I personally gave up on new year’s resolutions a while ago. Mostly it was because I never kept them. It just seemed weird to me to make a “resolution” and then not keep it. If you are “resolved” to do something, it seems like you should give more than a week and a half to it. I just never was able to do it, so I quit.
But I didn’t quit setting goals. In fact, I am ten times the goal setter today (post-new-years-resolution) than I was when I would make a bunch of resolutions at the beginning of the year.
So does goal setting still matter for students?
Oh yes, goal setting is a tremendously important skill for students. Few things matter more. And there is no time like January for revamping your goal-setting approach. We humbly submit these four student goal setting tips. We don’t do this as experts per se, but rather as people who have read the experts a lot. Guys who are much smarter goal setters and productivity experts say similar things to what you are about to read. So, here’s the four tips.
Goal setting for students tip #1: Set some goals.
Yes, this may be simple. But it’s important.
Few students actually take the time to ever set goals. That’s not recommended. Set goals. We highly recommend that every student at least make an effort to set some goals.
Notice that we “highly recommend” setting goals. Were more students doing this, we might only slightly recommend it. But as the situation stands today, we highly recommend it.Having some sort of goal setting rhythm will become for students a vital part of their success.
I do this at least quarterly. I look over my goals, see how they’re going, make adjustments to old goals, set some new ones and try to stay on track. I’ve found this approach to be loads more productive than making a yearly gung ho effort at a new resolution. We’ll explain this in more detail as we go, but, for now, just decide that you’ll set a goal. Start there and see what happens.
Goal setting for students tip #2: Shorten your goals.
Next, shorten your goals.
Really? Shorter goals are better? What about goals like, “become a doctor,” or “graduate from college,” or “buy a car.” Aren’t those kinds of long-term goals good?
Those are all admirable. Have those kinds of goals. But do your best to shorten them up.
Too frequently goal setting for students becomes dreaming about having better grades or a cool job. We want to move past long-term goals. 10-year plans, 5-year plans, and 1-year plans sound nice, but aren’t helpful… unless shortened. John Maxwell talks about goals in terms of steps towards growth, and if our goals are too far out in the future, we’ll not make the most of them.
If you have a one-year goal, break that into 2 six-month goals. Then, make your six-month goals monthly goals. If you know what you’re aiming at for the month, you can then break that into weekly goals. And if you know what you need to do for the week, you can set out daily goals.
That’s really effective goal setting for students: make long-term dreams go to work for you through daily goals (you can check out our online study skills course for more instruction on how this works).
I find that outlining a plan for year helps, but I have to then break it down by quarter. Once I know my direction for 3 months, I can effectively create my daily goals (which are by and large the most important).
Goal setting for students tip #3: Stretch your goals.
After learning how to break your long-term dreams down into short-term, nuts-and-bolts, do-work daily goals, it’s time to stretch those goals.
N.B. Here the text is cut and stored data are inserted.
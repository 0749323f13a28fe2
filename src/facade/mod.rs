//! # Facade Module
//!
//! This module implements the **Facade** pattern, serving as the single
//! logic layer between callers and the underlying document store.
//!
//! The facade centralizes the operations that carry actual rules —
//! the conditional-ownership guard on update/delete, the id-injection
//! protocol on insert and the document normalization on reads — while
//! abstracting the store behind the injected [`DocumentClient`].
//!
//! * **Store Abstraction:** callers never see whether the backing
//!   provider is Postgres or an in-memory fake.
//! * **Typed Mutation Results:** guarded mutations report
//!   [`MutationOutcome`] instead of a flattened boolean, so callers can
//!   branch on applied / guard-failed / not-found precisely.
//! * **Encapsulation:** the rest of the system exchanges plain field
//!   mappings with [`DocStore`], never raw store rows.
//!
//! [`DocumentClient`]: crate::client::DocumentClient

mod store;
pub use store::*;

mod error;
pub use error::*;

mod outcome;
pub use outcome::*;
//! # Database Client
//!
//! This module defines the connection to the remote document store as an
//! explicitly injected dependency: the facade is generic over
//! [`DocumentClient`] and never touches a process-wide handle, so callers
//! own the client's lifecycle (construct at process start, drop at
//! shutdown) and tests run against an in-memory fake.
//!
//! Two implementations ship with the crate:
//!
//! * [`PgClient`] — the production client, backed by Postgres with one
//!   JSONB row per document.
//! * [`MemoryClient`] — an in-process store with the same semantics,
//!   used as a test fake and for embedded usage.

mod memory;
pub use memory::*;

mod postgres;
pub use postgres::*;

use async_trait::async_trait;

use crate::types::{Fields, Filter, RawDocument};

#[derive(thiserror::Error, Debug)]
pub enum ClientError {
    #[error("database error :: {0}")]
    Database(#[from] sqlx::Error),
    #[error("malformed stored document `{doc_id}` :: {msg}")]
    MalformedDocument { doc_id: String, msg: String },
}

/// Operations the remote document store must provide, per collection:
/// unrestricted streaming, equality-filtered streaming and point
/// get/set/merge/delete by document key.
///
/// Collections are plain names and are never validated for existence;
/// reading an unknown collection yields an empty result.
#[async_trait]
pub trait DocumentClient: Send + Sync {
    /// Every document in the collection, in store iteration order.
    async fn scan(&self, collection: &str) -> Result<Vec<RawDocument>, ClientError>;

    /// Documents matching the conjunction of equality constraints.
    async fn find(&self, collection: &str, filter: &Filter)
    -> Result<Vec<RawDocument>, ClientError>;

    /// Point lookup by storage key.
    async fn get(&self, collection: &str, doc_id: &str)
    -> Result<Option<RawDocument>, ClientError>;

    /// Create-or-replace the document at `doc_id`.
    async fn set(&self, collection: &str, doc_id: &str, fields: &Fields)
    -> Result<(), ClientError>;

    /// Shallow-merges `patch` into an existing document. Returns `false`
    /// when no document lives at `doc_id`; nothing is created.
    async fn merge(
        &self,
        collection: &str,
        doc_id: &str,
        patch: &Fields,
    ) -> Result<bool, ClientError>;

    /// Removes the document at `doc_id`. Returns `false` when it did
    /// not exist.
    async fn delete(&self, collection: &str, doc_id: &str) -> Result<bool, ClientError>;
}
No one grows without stretching.
I used to coach high school swimming in North Carolina. I’d have to push some of my swimmers every once and a while, because both stretching and growing hurt. During one particularly difficult set of exercises, I had some athletes quit on me for the set. They said they couldn’t finish it. I politely “suggested” they could, and that they should put their head down and do it anyway.
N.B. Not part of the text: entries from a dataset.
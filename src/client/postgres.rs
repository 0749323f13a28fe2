use async_trait::async_trait;
use log::debug;
use sqlx::postgres::{PgPool, PgPoolOptions, PgRow};
use sqlx::Row;

use super::{ClientError, DocumentClient};
use crate::params;
use crate::types::{Fields, Filter, RawDocument};

/// Postgres-backed [`DocumentClient`].
///
/// Documents are rows of `document_t`: one JSONB payload per document,
/// keyed by `(collection, doc_id)`. Equality conjunctions compile to
/// one exact-match predicate per constraint, so the store evaluates
/// the whole filter server-side with the same meaning as
/// [`Filter::matches`].
#[derive(Debug, Clone)]
pub struct PgClient {
    pool: PgPool,
}

impl PgClient {
    /// Connects using the provided configuration and creates the
    /// `document_t` table when it is missing.
    pub async fn connect(config: &params::StoreConfig) -> Result<Self, ClientError> {
        let pool = PgPoolOptions::new()
            .max_connections(config.max_connections)
            .connect(&config.database_url)
            .await?;

        let client = Self { pool };
        if config.bootstrap_schema {
            client.ensure_schema().await?;
        }
        Ok(client)
    }

    /// Wraps an already-built pool; the caller keeps ownership of the
    /// connection lifecycle.
    pub fn with_pool(pool: PgPool) -> Self {
        Self { pool }
    }

    async fn ensure_schema(&self) -> Result<(), ClientError> {
        debug!("bootstrapping document_t schema");
        sqlx::query(
            r#"CREATE TABLE IF NOT EXISTS document_t (
                collection TEXT NOT NULL,
                doc_id TEXT NOT NULL,
                data JSONB NOT NULL,
                PRIMARY KEY (collection, doc_id)
            )"#,
        )
        .execute(&self.pool)
        .await?;
        Ok(())
    }
}

/// Builds the filtered read statement: one `data -> field = value`
/// comparison per constraint. Field values must equal the constraint
/// value exactly — containment (`@>`) would also accept stored arrays
/// and objects that merely include the filter value as a subset, and
/// would collapse repeated constraints on one field.
fn compile_find_sql(constraints: usize) -> String {
    let mut sql = String::from("SELECT doc_id, data FROM document_t WHERE collection = $1");
    for n in 0..constraints {
        let field = 2 * n + 2;
        sql.push_str(&format!(" AND data -> ${field} = ${}", field + 1));
    }
    sql.push_str(" ORDER BY doc_id");
    sql
}

fn cast_document(row: PgRow) -> Result<RawDocument, ClientError> {
    let doc_id: String = row.try_get("doc_id")?;
    let data: serde_json::Value = row.try_get("data")?;
    match data {
        serde_json::Value::Object(fields) => Ok(RawDocument { doc_id, fields }),
        other => Err(ClientError::MalformedDocument {
            doc_id,
            msg: format!("expected a JSON object, found {other}"),
        }),
    }
}

#[async_trait]
impl DocumentClient for PgClient {
    async fn scan(&self, collection: &str) -> Result<Vec<RawDocument>, ClientError> {
        let rows = sqlx::query(
            r#"SELECT doc_id, data FROM document_t
            WHERE collection = $1
            ORDER BY doc_id"#,
        )
        .bind(collection)
        .fetch_all(&self.pool)
        .await?;

        rows.into_iter().map(cast_document).collect()
    }

    async fn find(
        &self,
        collection: &str,
        filter: &Filter,
    ) -> Result<Vec<RawDocument>, ClientError> {
        if filter.is_empty() {
            return self.scan(collection).await;
        }

        let sql = compile_find_sql(filter.constraints().len());
        let mut query = sqlx::query(&sql).bind(collection);
        for (field, value) in filter.constraints() {
            query = query.bind(field.as_str()).bind(value.clone());
        }

        let rows = query.fetch_all(&self.pool).await?;
        rows.into_iter().map(cast_document).collect()
    }

    async fn get(
        &self,
        collection: &str,
        doc_id: &str,
    ) -> Result<Option<RawDocument>, ClientError> {
        let row = sqlx::query(
            r#"SELECT doc_id, data FROM document_t
            WHERE collection = $1 AND doc_id = $2"#,
        )
        .bind(collection)
        .bind(doc_id)
        .fetch_optional(&self.pool)
        .await?;

        row.map(cast_document).transpose()
    }

    async fn set(
        &self,
        collection: &str,
        doc_id: &str,
        fields: &Fields,
    ) -> Result<(), ClientError> {
        sqlx::query(
            r#"INSERT INTO document_t (collection, doc_id, data)
            VALUES ($1, $2, $3)
            ON CONFLICT (collection, doc_id)
            DO UPDATE SET data = EXCLUDED.data"#,
        )
        .bind(collection)
        .bind(doc_id)
        .bind(serde_json::Value::Object(fields.clone()))
        .execute(&self.pool)
        .await?;
        Ok(())
    }

    async fn merge(
        &self,
        collection: &str,
        doc_id: &str,
        patch: &Fields,
    ) -> Result<bool, ClientError> {
        // `||` is a shallow top-level merge, the same semantics the
        // memory client implements field by field.
        let result = sqlx::query(
            r#"UPDATE document_t
            SET data = data || $3
            WHERE collection = $1 AND doc_id = $2"#,
        )
        .bind(collection)
        .bind(doc_id)
        .bind(serde_json::Value::Object(patch.clone()))
        .execute(&self.pool)
        .await?;

        Ok(result.rows_affected() > 0)
    }

    async fn delete(&self, collection: &str, doc_id: &str) -> Result<bool, ClientError> {
        let result = sqlx::query(
            r#"DELETE FROM document_t
            WHERE collection = $1 AND doc_id = $2"#,
        )
        .bind(collection)
        .bind(doc_id)
        .execute(&self.pool)
        .await?;

        Ok(result.rows_affected() > 0)
    }
}

#[cfg(test)]
mod tests {
    use super::*;

    #[test]
    fn find_sql_is_one_equality_per_constraint() {
        assert_eq!(
            compile_find_sql(2),
            "SELECT doc_id, data FROM document_t WHERE collection = $1 \
             AND data -> $2 = $3 AND data -> $4 = $5 ORDER BY doc_id"
        );
    }

    #[test]
    fn find_sql_never_uses_containment() {
        for constraints in 1..4 {
            assert!(!compile_find_sql(constraints).contains("@>"));
        }
    }
}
They survived. They finished the set. And they had the best meet of their lives the following weekend.
Set goals that force you to grow. Whether this is limiting the time you give yourself to complete the goal, or pushing yourself to do something you don’t think you can do, stretching is fantastic. And don’t worry if you don’t complete that particular goal.
Missing a goal isn’t failure. Not trying is failure.
Note what this doesn’t mean: be insanely radical.
As a rule, small course corrections along the way make a much bigger difference than radical changes made annually. It’s a myth to think you can change everything all at once and expect lasting results. Small differences are much better, but be willing to stretch on those differences.
Goal setting for students tip #4: Write your goals down.
Writing it down makes it real.
After you’ve written a goal down, you can’t convince yourself you never said it. It’s right there staring you in the face. It can be on an index card. It can be with sharpie on the wall. It can be painted on your ceiling. I don’t care where it is. Just put it somewhere so that you’ll know that it’s real.
If you want to become a truly effective goal setter, you must write them down. There’s no getting around this one.
Now get to work – grab a pen and paper, you’ve got some goals to set! (And if you’re extremely brave, you can even write one down in the comments section of this blog. We would love to hear what goals our student readers are setting in the year 2014.)